The other thing that helps is focusing on the things in life that make me happy...other than food. While I am cleansing (and not watching tv!) I can't read diet stuff, or even work out stuff. I want my head to be in the right place. I want to focus my mind on possibilities and positivity. And the fact of the matter is that I do not love dieting or working out... I only tolerate these things. So I bought a subscription to Coastal Living magazine and I am reading that. Because what I truly love is to be near the water and feel the sand in my toes and feel the warm sun on my skin.
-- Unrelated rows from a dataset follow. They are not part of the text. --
use std::fs;
use std::path::PathBuf;
use std::time::{Duration, Instant};

use anyhow::{Context, Result, bail};
use clap::{Parser, Subcommand};
use log::info;

use framescroll::canvas::{RenderOutcome, Viewport};
use framescroll::config;
use framescroll::error::FrameError;
use framescroll::player::Player;
use framescroll::source::open_source;

const VERSION: &str = concat!(
    env!("CARGO_PKG_VERSION"),
    " (",
    env!("FRAMESCROLL_BUILD_GIT_HASH"),
    " ",
    env!("FRAMESCROLL_BUILD_PROFILE"),
    ")"
);

#[derive(Parser)]
#[command(
    name = "framescroll",
    version = VERSION,
    about = "Scroll-synchronized frame-sequence player for modern terminals"
)]
struct Cli {
    #[command(subcommand)]
    command: Option<Command>,

    /// Config file (default: $XDG_CONFIG_HOME/framescroll/config.toml)
    #[arg(long, global = true)]
    config: Option<PathBuf>,

    /// Log output file path (enables logging in viewer mode)
    #[arg(long, global = true)]
    log: Option<PathBuf>,

    /// Frame directory or base URL
    #[arg(long, global = true)]
    frames: Option<String>,

    /// Frame filename prefix
    #[arg(long, global = true)]
    prefix: Option<String>,

    /// Frame filename extension, including the dot
    #[arg(long, global = true)]
    extension: Option<String>,

    /// Zero-padding width of the frame number
    #[arg(long, global = true)]
    pad: Option<usize>,

    /// Number of frames in the sequence
    #[arg(long, global = true)]
    total: Option<u32>,

    /// Fraction of the remaining distance covered per tick, in (0, 1)
    #[arg(long, global = true)]
    damping: Option<f64>,
}

#[derive(Subcommand)]
enum Command {
    /// Render the frame at a scroll position to PNG
    Render {
        /// Scroll progress through the tracked region, 0.0..=1.0
        #[arg(long, default_value_t = 0.0)]
        progress: f64,

        /// Viewport size in logical pixels, WIDTHxHEIGHT
        #[arg(long, default_value = "1280x720")]
        size: String,

        /// Device pixel ratio (overrides render.device_pixel_ratio)
        #[arg(long)]
        dpr: Option<f64>,

        /// Output PNG file
        #[arg(short, long, default_value = "frame.png")]
        output: PathBuf,

        /// Seconds to wait for frames to load
        #[arg(long, default_value_t = 30)]
        timeout: u64,
    },
}

fn main() {
    let cli = Cli::parse();

    if let Some(log_path) = &cli.log {
        let file = match fs::File::create(log_path) {
            Ok(f) => f,
            Err(e) => {
                eprintln!("Error: failed to open log file {}: {e}", log_path.display());
                std::process::exit(1);
            }
        };
        env_logger::Builder::from_default_env()
            .target(env_logger::Target::Pipe(Box::new(file)))
            .init();
    } else if cli.command.is_some() {
        env_logger::init();
    }
    // viewer mode + no --log → logger not initialized (stdout is the UI)

    let overrides = config::CliOverrides {
        frames: cli.frames.clone(),
        prefix: cli.prefix.clone(),
        extension: cli.extension.clone(),
        pad: cli.pad,
        total: cli.total,
        damping: cli.damping,
    };

    let result = config::load_config(cli.config.as_deref())
        .and_then(|mut cfg| {
            cfg.merge_cli(&overrides);
            cfg.resolve()
        })
        .and_then(|config| match cli.command {
            Some(Command::Render {
                progress,
                size,
                dpr,
                output,
                timeout,
            }) => cmd_render(
                &config,
                &RenderArgs {
                    progress,
                    size,
                    dpr,
                    output,
                    timeout: Duration::from_secs(timeout),
                },
            ),
            None => framescroll::viewer::run(config),
        });

    if let Err(e) = result {
        eprintln!("Error: {e:#}");
        std::process::exit(1);
    }
}

struct RenderArgs {
    progress: f64,
    size: String,
    dpr: Option<f64>,
    output: PathBuf,
    timeout: Duration,
}

fn cmd_render(config: &config::Config, args: &RenderArgs) -> Result<()> {
    let start = Instant::now();

    if !(0.0..=1.0).contains(&args.progress) {
        bail!("--progress must be within 0.0..=1.0 (got {})", args.progress);
    }
    let (width, height) = parse_size(&args.size)?;
    let device_pixel_ratio = args.dpr.unwrap_or(config.render.device_pixel_ratio);
    if device_pixel_ratio.is_nan() || device_pixel_ratio <= 0.0 {
        bail!("--dpr must be > 0 (got {device_pixel_ratio})");
    }
    let viewport = Viewport {
        width,
        height,
        device_pixel_ratio,
    };

    let source = open_source(&config.frames);
    let mut player = Player::mount(config, source, viewport)?;
    if !player.wait_until_loaded(args.timeout) {
        bail!("timed out waiting for the initial frames");
    }

    player.seek_progress(args.progress);
    player.snap_to_target();
    let frame = player.state().animation.display_frame();
    if !player.wait_for_frame(frame, args.timeout) {
        bail!(
            "frame {frame} could not be loaded from {}",
            config.frames.address_for(frame)
        );
    }

    let drawn = match player.render_current() {
        RenderOutcome::Drawn(index) | RenderOutcome::Unchanged(index) => index,
        RenderOutcome::NoTarget => return Err(FrameError::MissingRenderTarget.into()),
        RenderOutcome::Skipped => bail!("frame {frame} is not cached"),
    };
    let png = player.canvas().encode_png()?;
    fs::write(&args.output, &png)
        .with_context(|| format!("failed to write {}", args.output.display()))?;

    let scene = player
        .active_scene()
        .map(|s| format!(", scene {} \"{}\"", s.id, s.title))
        .unwrap_or_default();
    player.teardown();

    info!(
        "cmd_render: completed in {:.1}ms",
        start.elapsed().as_secs_f64() * 1000.0
    );
    eprintln!(
        "rendered frame {drawn}/{}{scene} -> {} ({} bytes)",
        config.frames.total,
        args.output.display(),
        png.len()
    );
    Ok(())
}

/// Parse `WIDTHxHEIGHT` into logical pixel dimensions.
fn parse_size(s: &str) -> Result<(f64, f64)> {
    let (w, h) = s
        .split_once(['x', 'X'])
        .with_context(|| format!("invalid size '{s}', expected WIDTHxHEIGHT"))?;
    let w: f64 = w
        .trim()
        .parse()
        .with_context(|| format!("invalid width in '{s}'"))?;
    let h: f64 = h
        .trim()
        .parse()
        .with_context(|| format!("invalid height in '{s}'"))?;
    if w.is_nan() || h.is_nan() || w <= 0.0 || h <= 0.0 {
        bail!("size must be positive (got {s})");
    }
    Ok((w, h))
}
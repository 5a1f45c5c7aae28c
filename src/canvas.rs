//! Aspect-correct, DPI-aware drawing of cached frames into a pixel canvas.
//!
//! All geometry is computed in logical pixels and scaled by the device pixel
//! ratio when drawing; the backing store is `viewport * dpr` physical pixels.

use std::io::Cursor;

use anyhow::{Context, Result};
use image::imageops::{self, FilterType};
use image::{ImageFormat, Rgba, RgbaImage};
use log::trace;

use crate::animation::AnimationState;
use crate::cache::FrameCache;
use crate::sequence::FrameIndex;

/// Logical (CSS-pixel) viewport plus its device pixel ratio.
#[derive(Debug, Clone, Copy, PartialEq)]
pub struct Viewport {
    pub width: f64,
    pub height: f64,
    pub device_pixel_ratio: f64,
}

impl Viewport {
    /// Device pixel ratio actually applied; non-positive or NaN ratios count as 1.
    pub fn effective_dpr(&self) -> f64 {
        if self.device_pixel_ratio > 0.0 {
            self.device_pixel_ratio
        } else {
            1.0
        }
    }

    /// Physical backing-store size.
    pub fn physical_size(&self) -> (u32, u32) {
        let dpr = self.effective_dpr();
        (
            (self.width * dpr).round().max(0.0) as u32,
            (self.height * dpr).round().max(0.0) as u32,
        )
    }
}

/// Destination rectangle in logical pixels.
#[derive(Debug, Clone, Copy, PartialEq)]
pub struct DrawRect {
    pub x: f64,
    pub y: f64,
    pub width: f64,
    pub height: f64,
}

/// Fit `src` inside `dst` preserving aspect ratio, centred on the axis that
/// is not filled.
pub fn fit_contain(src_w: f64, src_h: f64, dst_w: f64, dst_h: f64) -> DrawRect {
    let src_aspect = src_w / src_h;
    let dst_aspect = dst_w / dst_h;
    if src_aspect > dst_aspect {
        let height = dst_w / src_aspect;
        DrawRect {
            x: 0.0,
            y: (dst_h - height) / 2.0,
            width: dst_w,
            height,
        }
    } else {
        let width = dst_h * src_aspect;
        DrawRect {
            x: (dst_w - width) / 2.0,
            y: 0.0,
            width,
            height: dst_h,
        }
    }
}

/// Frame-backed pixel surface.
pub struct Canvas {
    viewport: Viewport,
    backing: RgbaImage,
    /// Frame currently composed into `backing`, if any.
    shown: Option<FrameIndex>,
}

impl Canvas {
    pub fn new(viewport: Viewport) -> Self {
        let (w, h) = viewport.physical_size();
        Self {
            viewport,
            backing: RgbaImage::new(w, h),
            shown: None,
        }
    }

    /// Reallocate the backing store for a new viewport.
    pub fn resize(&mut self, viewport: Viewport) {
        let (w, h) = viewport.physical_size();
        self.viewport = viewport;
        self.backing = RgbaImage::new(w, h);
        self.shown = None;
    }

    pub fn viewport(&self) -> Viewport {
        self.viewport
    }

    /// False until the surface has a non-zero size.
    pub fn is_attached(&self) -> bool {
        self.backing.width() > 0 && self.backing.height() > 0
    }

    pub fn pixels(&self) -> &RgbaImage {
        &self.backing
    }

    pub fn shown(&self) -> Option<FrameIndex> {
        self.shown
    }

    pub fn encode_png(&self) -> Result<Vec<u8>> {
        let mut buf = Cursor::new(Vec::new());
        self.backing
            .write_to(&mut buf, ImageFormat::Png)
            .context("PNG encoding failed")?;
        Ok(buf.into_inner())
    }
}

/// Result of a render call. None of these are errors.
#[derive(Debug, Clone, Copy, PartialEq, Eq)]
pub enum RenderOutcome {
    Drawn(FrameIndex),
    /// Frame already on the canvas; nothing was recomposed.
    Unchanged(FrameIndex),
    /// Neither the frame nor its floor is cached; nothing was drawn.
    Skipped,
    /// The canvas has no backing store yet.
    NoTarget,
}

pub struct CanvasRenderer {
    background: Rgba<u8>,
    bias: f64,
    bias_min_width: f64,
    filter: FilterType,
}

impl CanvasRenderer {
    /// `bias` shifts the image horizontally by that fraction of the viewport
    /// width once the viewport is at least `bias_min_width` wide.
    pub fn new(background: Rgba<u8>, bias: f64, bias_min_width: f64) -> Self {
        Self {
            background,
            bias,
            bias_min_width,
            filter: FilterType::Triangle,
        }
    }

    /// Contain-fit rectangle for a `src_w`×`src_h` image in `viewport`.
    pub fn layout(&self, src_w: u32, src_h: u32, viewport: &Viewport) -> DrawRect {
        let mut rect = fit_contain(src_w as f64, src_h as f64, viewport.width, viewport.height);
        if self.bias != 0.0 && viewport.width >= self.bias_min_width {
            rect.x += self.bias * viewport.width;
        }
        rect
    }

    /// Draw frame `frame` (or its floor) into `canvas`.
    pub fn render(
        &self,
        canvas: &mut Canvas,
        cache: &FrameCache,
        animation: &mut AnimationState,
        frame: f64,
    ) -> RenderOutcome {
        let exact = (frame.fract() == 0.0 && frame >= 1.0).then_some(frame as FrameIndex);
        let floor = (frame >= 1.0).then_some(frame.floor() as FrameIndex);
        let Some((index, resource)) = exact
            .and_then(|i| cache.get(i).map(|r| (i, r)))
            .or_else(|| floor.and_then(|i| cache.get(i).map(|r| (i, r))))
        else {
            trace!("render: frame {frame} not cached, skipping");
            return RenderOutcome::Skipped;
        };

        if !canvas.is_attached() {
            return RenderOutcome::NoTarget;
        }

        animation.last_rendered = Some(index);
        if canvas.shown == Some(index) {
            return RenderOutcome::Unchanged(index);
        }

        let viewport = canvas.viewport;
        let dpr = viewport.effective_dpr();
        let rect = self.layout(resource.width(), resource.height(), &viewport);

        for px in canvas.backing.pixels_mut() {
            *px = self.background;
        }
        let w = (rect.width * dpr).round() as u32;
        let h = (rect.height * dpr).round() as u32;
        if w > 0 && h > 0 {
            let scaled = imageops::resize(resource.pixels(), w, h, self.filter);
            let x = (rect.x * dpr).round() as i64;
            let y = (rect.y * dpr).round() as i64;
            imageops::overlay(&mut canvas.backing, &scaled, x, y);
        }
        canvas.shown = Some(index);
        RenderOutcome::Drawn(index)
    }
}

/// Parse `#rrggbb` (or `rrggbb`) into an opaque colour.
pub fn parse_hex_color(s: &str) -> Option<Rgba<u8>> {
    let hex = s.strip_prefix('#').unwrap_or(s);
    if hex.len() != 6 || !hex.is_ascii() {
        return None;
    }
    let channel = |i: usize| u8::from_str_radix(&hex[i..i + 2], 16).ok();
    Some(Rgba([channel(0)?, channel(2)?, channel(4)?, 255]))
}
I love to lounge and relax and enjoy beautiful surroundings. I want to associate that kind of happiness with being healthy and with cleansing. Because I don't want to cleanse only so I get skinny. I mean, that is a part of what I want...to rid myself of all the pathetic trappings of being overweight. But over and above that, what I truly want is to be happy. And losing weight is only part of that equation. I want to feel youthful and carefree and energetic and in love...and thats the point! So reading this mag helps me to think that way. I can look at the pics and see myself there. I can feel myself there. And that is so much better to me and it keeps my mind in the right place.

I have been so much happier cleansing because of these simple things. And its so much better than putting a number on what size I want to be or constantly reading diet books that tell me what I am not allowed to have. Because when I do start to eat again, I want to be released to enjoy things as God intended us to enjoy them. I do not want to feel the pressure and stress that comes along with following a diet or exercise regiment. To me, that only leads to inevitable disappointment. I would much rather focus on the robust happiness that comes with simple things like the wind in my hair, or the sound of the waves crashing, or the sun being bright and warm, or the sound of the birds as they fly above me.

So those are my two cleansing tips. Turn off the tv and read a mag thats about whats going to make you really really happy in the right way. These things will make the cleansing process a much easier and happier experience. Not to mention making it a truly cleansing process, inside the body, inside the mind...and everywhere in between!